Anyway, the Oilers truly are trying our collective patience: management, coaching and inconsistent play all testing our resolve to support our team, but I can't really see making a switch. Having endured the WHA (Jim Harrison anyone??), witnessing live the '84 cup and experiencing the euphoria of the '06 run I remain convinced that we'll be on top once more.

And the Oil will win Stanley well before Forest add any silverware to the City Ground trophy case, that is for sure...

Black Dog said...

hunter - I work with two English guys and every two years the poor bastards go through hell; I mean Canada stumbles in hockey now and then but at least we've won more than once ;)

You might not like Hornby but if you haven't read the book you should give it a crack. The double happens early but he's just a kid, realy and then its 20 years or thereabouts of shit. Not relegated but just pure mediocrity, no flair, no passion, nothing. A lot of your complaints about today's Oilers really. Just an average club with nothing to recommend it to anybody.

Black Dog said...

amw - I was a Hawks fan because of my Dad - he was a Max Bentley man and then years later we both loved Stan Mikita

Great story, great stuff really. Thanks for that.

Darren said...

Hey, I feel special that I was mentioned here, thanks BD! I do read this regularily, I just only comment when soccer comes up because I feel I am competent enough in that sport to post, unlike hockey. I just bought Fever Pitch and read about the double. Man, the way he writes it, I should feel bad about enjoying this good Arsenal since I was never around to endure the horrible he went through. I know I am supposed to 'hate' Tottenham fans as a Gunner fan, but in truth, I rather admire them for actually sticking it out through such a shambles. Strangely enough though, I take delight in the Leaf's demise, and won't hesitate to mention it to my in-laws...

Doogie2K said...

my main concern is that I think the Oilers just are not going to win enough games, period, especailly now that Grebs is out as well - Calgary could win all of those games to help us out and it would still not be good enough

Well, of course all the help in the world from sources detestable or otherwise won't matter if you don't win enough games, but we're hanging in there for now, so I've decided to be a cautious optimist. I may get kicked in the teeth for it a week or two from now, but we'll burn that bridge when we come to it.

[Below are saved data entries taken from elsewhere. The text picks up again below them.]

//! Bancor purchase and sale return formulas
//!
//! Given a continuous token supply `S`, reserve balance `R` and reserve ratio
//! `F` (parts per million):
//!
//! - purchase: `S * ((1 + ΔR / R)^(F / 1_000_000) - 1)`
//! - sale:     `R * (1 - (1 - ΔS / S)^(1_000_000 / F))`
//!
//! Both round toward zero, so a purchase immediately sold back never refunds
//! more than was deposited.

use crate::constants::MAX_RESERVE_RATIO;
use crate::errors::FormulaError;
use crate::power::PowerMath;
use ethers_core::types::U256;

/// Stateless bonding-curve formula
#[derive(Debug, Clone, Copy, Default)]
pub struct BancorFormula;

impl BancorFormula {
    /// Calculate the continuous tokens minted for a reserve deposit
    ///
    /// # Arguments
    /// * `supply` - Current continuous token supply (must be positive)
    /// * `reserve_balance` - Current reserve token balance (must be positive)
    /// * `reserve_ratio` - Reserve ratio in ppm, `1..=1_000_000`
    /// * `deposit_amount` - Reserve tokens deposited
    ///
    /// # Returns
    /// Continuous tokens to mint, truncated toward zero
    pub fn calculate_purchase_return(
        supply: U256,
        reserve_balance: U256,
        reserve_ratio: u32,
        deposit_amount: U256,
    ) -> Result<U256, FormulaError> {
        Self::validate(supply, reserve_balance, reserve_ratio)?;

        if deposit_amount.is_zero() {
            return Ok(U256::zero());
        }

        // 100% ratio is a straight line: S * ΔR / R
        if reserve_ratio == MAX_RESERVE_RATIO {
            return Ok(checked_mul(supply, deposit_amount, "linear purchase")? / reserve_balance);
        }

        let base_n = deposit_amount
            .checked_add(reserve_balance)
            .ok_or_else(|| FormulaError::overflow("purchase base"))?;
        let (result, precision) =
            PowerMath::power(base_n, reserve_balance, reserve_ratio, MAX_RESERVE_RATIO)?;

        let new_token_supply =
            checked_mul(supply, result, "purchase supply scaling")? >> usize::from(precision);

        // result >= 2^precision because the base is at least one
        Ok(new_token_supply.saturating_sub(supply))
    }

    /// Calculate the reserve tokens refunded for selling continuous tokens
    ///
    /// # Arguments
    /// * `supply` - Current continuous token supply (must be positive)
    /// * `reserve_balance` - Current reserve token balance (must be positive)
    /// * `reserve_ratio` - Reserve ratio in ppm, `1..=1_000_000`
    /// * `sell_amount` - Continuous tokens sold, at most `supply`
    ///
    /// # Returns
    /// Reserve tokens to refund, truncated toward zero. Selling the entire
    /// supply refunds exactly `reserve_balance`.
    pub fn calculate_sale_return(
        supply: U256,
        reserve_balance: U256,
        reserve_ratio: u32,
        sell_amount: U256,
    ) -> Result<U256, FormulaError> {
        Self::validate(supply, reserve_balance, reserve_ratio)?;

        if sell_amount > supply {
            return Err(FormulaError::InsufficientSupply {
                sell_amount,
                supply,
            });
        }

        if sell_amount.is_zero() {
            return Ok(U256::zero());
        }

        if sell_amount == supply {
            return Ok(reserve_balance);
        }

        // 100% ratio is a straight line: R * ΔS / S
        if reserve_ratio == MAX_RESERVE_RATIO {
            return Ok(checked_mul(reserve_balance, sell_amount, "linear sale")? / supply);
        }

        let base_d = supply - sell_amount;
        let (result, precision) =
            PowerMath::power(supply, base_d, MAX_RESERVE_RATIO, reserve_ratio)?;

        let old_balance = checked_mul(reserve_balance, result, "sale balance scaling")?;
        let new_balance = reserve_balance
            .checked_mul(U256::one() << usize::from(precision))
            .ok_or_else(|| FormulaError::overflow("sale balance shift"))?;

        let refund = old_balance
            .checked_sub(new_balance)
            .ok_or_else(|| FormulaError::overflow("sale balance difference"))?;
        Ok(refund / result)
    }

    fn validate(
        supply: U256,
        reserve_balance: U256,
        reserve_ratio: u32,
    ) -> Result<(), FormulaError> {
        if supply.is_zero() || reserve_balance.is_zero() {
            return Err(FormulaError::InvalidSupplyOrBalance {
                supply,
                reserve_balance,
            });
        }
        if reserve_ratio == 0 || reserve_ratio > MAX_RESERVE_RATIO {
            return Err(FormulaError::InvalidRatio(format!(
                "reserve ratio {} outside (0, {}]",
                reserve_ratio, MAX_RESERVE_RATIO
            )));
        }
        Ok(())
    }
}

fn checked_mul(a: U256, b: U256, operation: &'static str) -> Result<U256, FormulaError> {
    a.checked_mul(b)
        .ok_or_else(|| FormulaError::overflow(operation))
}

Me, I "left" my first franchise, Mom's Habs, sometime around 1995-96. Firing Jacques Demers, trading away Patrick Roy and most of the rest of that '93 team, missing the playoffs for the first time since Trudeaumania, closing the many things just sucked about that period. It's not as bad as what happened to Chicago, not by a longshot, but being only nine or ten years old at that time, I couldn't put up with it the way I might have as an adult. I might have, of course, but then Todd Marchant of Dad's Oilers -- whom I'd appreciated when I was very small, but who had become exceedingly terrible by the time I was old enough to really give a damn -- scored in OT to eliminate the Stars, so that pushed me over. I've only recently come back around to really caring about Montreal, probably since the lockout or shortly before, after a decade spent mostly ambivalent.

Black Dog said...

Darren - its funny how it works for sure, you would never peg Arsenal as a weak sister based on where they are now

But the Yankees went nearly twenty years without any success at all before Joe Torre arrived so it just goes to show you.

And until Patrick Roy was moved, as Doogie says, the Habs were considered a threat almost every year and had ridiculous success until the 80s. Even between 1980 and 1995 they were in three finals, winning two.

You never know when the worm is going to turn, for better or worse.